確か、触れたり体内にいれたりするとほどなく死に至る鉱物があったような……。
(土魔法を使えば、見つけられそうね)
だが、攻撃の対象は魔物だ。人間や動物を殺す毒が魔物にも効くかは分からない。実際に魔物相手に使って検証する必要がありそうだ。
あと思いつくのは、攻撃魔法ではないが、堀や土塁だろうか。
以前、教師に土魔法が無能扱いされる理由を訊いた時は思いつかなかったが、敵の動きを妨害する堀や土塁の形成は戦闘において重要になるはずだ。淘汰される前の土魔法の使い手がやらなかったとは思えない。
堀や土塁は評価されなかった? なぜ?
……これもコストの問題だろうか?
ゴーレムが評価されないように、魔法に必要な素体の体積が増えると消費魔力も嵩む。堀や土塁を作るのには大量の魔力を消費するだろうことは目に見えている。
(投石機のように土木作業も平民にやらせるから、魔法である有用性が見い出せないってこと?)
いや、手作業で作るより短時間で形成できる土魔法は強みになるはず。
魔物の侵攻経路が急に変わることもあるだろう。そんな時、瞬時に対応できる土魔法による土木は戦闘を有利にしてくれるはず。修復したり補強したりと戦闘中にだって役立つだろう。

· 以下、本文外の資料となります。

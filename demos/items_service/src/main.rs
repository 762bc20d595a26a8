use brrtdispatch::cli::{run_cli, Cli};
use clap::Parser;

mod handlers;
mod registry;

fn main() -> anyhow::Result<()> {
    let store = handlers::Store::default();
    run_cli(Cli::parse(), |config| registry::build(config, store))
}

(コストが掛かるとしても価値があるはず──なら、どうして?)
「……あの教師に訊いてみる?」
今日一日は旅の疲れを癒すための休養日で、授業は明日からだ──あまり気が乗らないが、明日の授業で訊いてみよう。
じゃがいもの様子も見れたし、今日はもう休もう。
(大丈夫。タリスマンがあるもの)
胸元をぎゅっと握り、心配げな顔のルーシーを後ろに携えながら、ティエラは自室に戻った。